- _AVAILABLE DATA_

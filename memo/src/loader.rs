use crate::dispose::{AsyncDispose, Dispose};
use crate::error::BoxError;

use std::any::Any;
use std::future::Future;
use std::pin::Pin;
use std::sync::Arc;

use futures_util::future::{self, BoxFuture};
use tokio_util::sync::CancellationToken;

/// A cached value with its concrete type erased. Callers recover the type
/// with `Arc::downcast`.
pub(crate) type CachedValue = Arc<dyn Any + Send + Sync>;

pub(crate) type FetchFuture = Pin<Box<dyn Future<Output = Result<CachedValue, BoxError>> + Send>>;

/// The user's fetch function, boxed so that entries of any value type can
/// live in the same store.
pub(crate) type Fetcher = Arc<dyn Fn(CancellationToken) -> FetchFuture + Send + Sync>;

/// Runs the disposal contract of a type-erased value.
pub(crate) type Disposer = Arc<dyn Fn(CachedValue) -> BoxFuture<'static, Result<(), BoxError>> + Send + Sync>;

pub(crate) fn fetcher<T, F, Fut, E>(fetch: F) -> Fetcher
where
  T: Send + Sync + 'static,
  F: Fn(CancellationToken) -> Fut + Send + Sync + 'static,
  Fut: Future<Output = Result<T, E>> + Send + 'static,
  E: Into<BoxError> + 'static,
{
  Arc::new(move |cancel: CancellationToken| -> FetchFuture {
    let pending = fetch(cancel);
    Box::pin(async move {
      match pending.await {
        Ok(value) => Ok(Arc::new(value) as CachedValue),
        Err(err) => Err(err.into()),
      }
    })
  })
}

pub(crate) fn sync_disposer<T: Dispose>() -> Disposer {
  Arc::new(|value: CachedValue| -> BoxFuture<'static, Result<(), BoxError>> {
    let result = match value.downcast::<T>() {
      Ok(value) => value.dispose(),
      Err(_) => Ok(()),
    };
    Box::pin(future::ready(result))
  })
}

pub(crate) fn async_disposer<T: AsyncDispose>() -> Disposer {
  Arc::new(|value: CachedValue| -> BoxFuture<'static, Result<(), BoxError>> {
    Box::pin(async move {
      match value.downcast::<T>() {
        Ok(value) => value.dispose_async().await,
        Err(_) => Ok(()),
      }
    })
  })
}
...
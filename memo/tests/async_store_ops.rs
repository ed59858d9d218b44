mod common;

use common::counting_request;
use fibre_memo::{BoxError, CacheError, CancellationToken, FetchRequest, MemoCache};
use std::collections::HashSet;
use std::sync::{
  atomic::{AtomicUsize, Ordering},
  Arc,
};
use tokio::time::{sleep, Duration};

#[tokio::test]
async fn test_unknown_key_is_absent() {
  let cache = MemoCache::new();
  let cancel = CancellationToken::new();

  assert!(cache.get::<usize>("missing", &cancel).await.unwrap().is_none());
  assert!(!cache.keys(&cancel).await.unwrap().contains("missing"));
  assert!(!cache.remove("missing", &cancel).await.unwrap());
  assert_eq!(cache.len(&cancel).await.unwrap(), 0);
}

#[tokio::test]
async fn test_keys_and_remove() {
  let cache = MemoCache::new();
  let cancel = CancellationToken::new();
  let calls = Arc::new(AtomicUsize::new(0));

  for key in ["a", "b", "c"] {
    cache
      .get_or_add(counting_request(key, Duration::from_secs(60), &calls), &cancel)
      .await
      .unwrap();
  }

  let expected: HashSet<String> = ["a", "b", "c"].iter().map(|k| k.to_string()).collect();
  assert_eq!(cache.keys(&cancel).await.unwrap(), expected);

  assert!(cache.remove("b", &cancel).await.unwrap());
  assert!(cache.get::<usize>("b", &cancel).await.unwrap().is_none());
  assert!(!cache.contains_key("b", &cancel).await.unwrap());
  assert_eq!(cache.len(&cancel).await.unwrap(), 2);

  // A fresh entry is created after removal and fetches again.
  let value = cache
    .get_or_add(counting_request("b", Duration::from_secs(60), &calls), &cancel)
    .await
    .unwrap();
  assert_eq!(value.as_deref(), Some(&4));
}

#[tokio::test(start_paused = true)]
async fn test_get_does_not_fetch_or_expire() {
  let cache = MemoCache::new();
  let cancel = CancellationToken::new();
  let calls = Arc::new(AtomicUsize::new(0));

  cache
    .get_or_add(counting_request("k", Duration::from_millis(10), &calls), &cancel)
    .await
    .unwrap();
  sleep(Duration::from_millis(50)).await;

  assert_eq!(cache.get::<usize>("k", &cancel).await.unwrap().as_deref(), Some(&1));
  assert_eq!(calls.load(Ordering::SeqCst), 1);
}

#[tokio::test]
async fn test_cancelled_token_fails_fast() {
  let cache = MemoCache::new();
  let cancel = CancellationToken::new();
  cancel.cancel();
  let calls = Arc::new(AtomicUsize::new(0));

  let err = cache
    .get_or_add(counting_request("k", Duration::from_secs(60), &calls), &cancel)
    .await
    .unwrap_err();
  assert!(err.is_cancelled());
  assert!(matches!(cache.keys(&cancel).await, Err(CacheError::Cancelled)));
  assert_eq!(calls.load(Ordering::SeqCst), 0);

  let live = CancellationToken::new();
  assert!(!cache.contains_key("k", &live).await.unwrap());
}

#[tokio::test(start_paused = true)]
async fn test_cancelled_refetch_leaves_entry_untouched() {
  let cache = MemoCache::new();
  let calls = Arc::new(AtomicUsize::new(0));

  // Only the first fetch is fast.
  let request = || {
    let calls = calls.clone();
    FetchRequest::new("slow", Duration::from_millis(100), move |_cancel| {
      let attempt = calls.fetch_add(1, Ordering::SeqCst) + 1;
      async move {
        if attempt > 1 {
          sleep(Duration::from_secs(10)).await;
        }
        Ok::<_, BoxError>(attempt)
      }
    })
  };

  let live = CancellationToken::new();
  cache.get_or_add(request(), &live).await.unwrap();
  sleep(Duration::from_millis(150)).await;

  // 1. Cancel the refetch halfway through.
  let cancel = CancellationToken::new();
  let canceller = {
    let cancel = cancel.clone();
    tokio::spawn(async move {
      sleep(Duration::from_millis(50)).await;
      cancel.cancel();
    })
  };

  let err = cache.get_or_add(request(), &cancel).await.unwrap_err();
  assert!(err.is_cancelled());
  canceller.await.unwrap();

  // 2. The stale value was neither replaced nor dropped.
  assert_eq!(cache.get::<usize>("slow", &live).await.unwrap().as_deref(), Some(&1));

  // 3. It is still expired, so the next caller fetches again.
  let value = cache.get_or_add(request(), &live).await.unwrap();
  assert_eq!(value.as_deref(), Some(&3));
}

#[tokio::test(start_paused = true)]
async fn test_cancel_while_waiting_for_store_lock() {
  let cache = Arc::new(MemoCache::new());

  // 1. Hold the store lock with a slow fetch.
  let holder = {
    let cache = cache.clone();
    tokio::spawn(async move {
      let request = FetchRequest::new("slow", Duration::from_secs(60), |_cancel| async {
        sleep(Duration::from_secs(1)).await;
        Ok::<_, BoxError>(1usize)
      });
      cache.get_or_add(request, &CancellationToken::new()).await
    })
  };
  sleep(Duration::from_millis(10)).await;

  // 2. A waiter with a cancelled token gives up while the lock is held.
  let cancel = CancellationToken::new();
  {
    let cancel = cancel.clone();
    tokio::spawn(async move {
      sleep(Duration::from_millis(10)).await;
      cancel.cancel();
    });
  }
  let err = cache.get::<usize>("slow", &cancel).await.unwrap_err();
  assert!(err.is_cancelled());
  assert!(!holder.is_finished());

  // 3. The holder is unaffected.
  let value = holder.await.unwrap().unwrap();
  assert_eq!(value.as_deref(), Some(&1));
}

- _REQUIREMENT_
Filter the records above for lines containing the word "holder", and copy those lines.

- _EXERCISE RESULT_
  let holder = {
  assert!(!holder.is_finished());
  // 3. The holder is unaffected.
  let value = holder.await.unwrap().unwrap();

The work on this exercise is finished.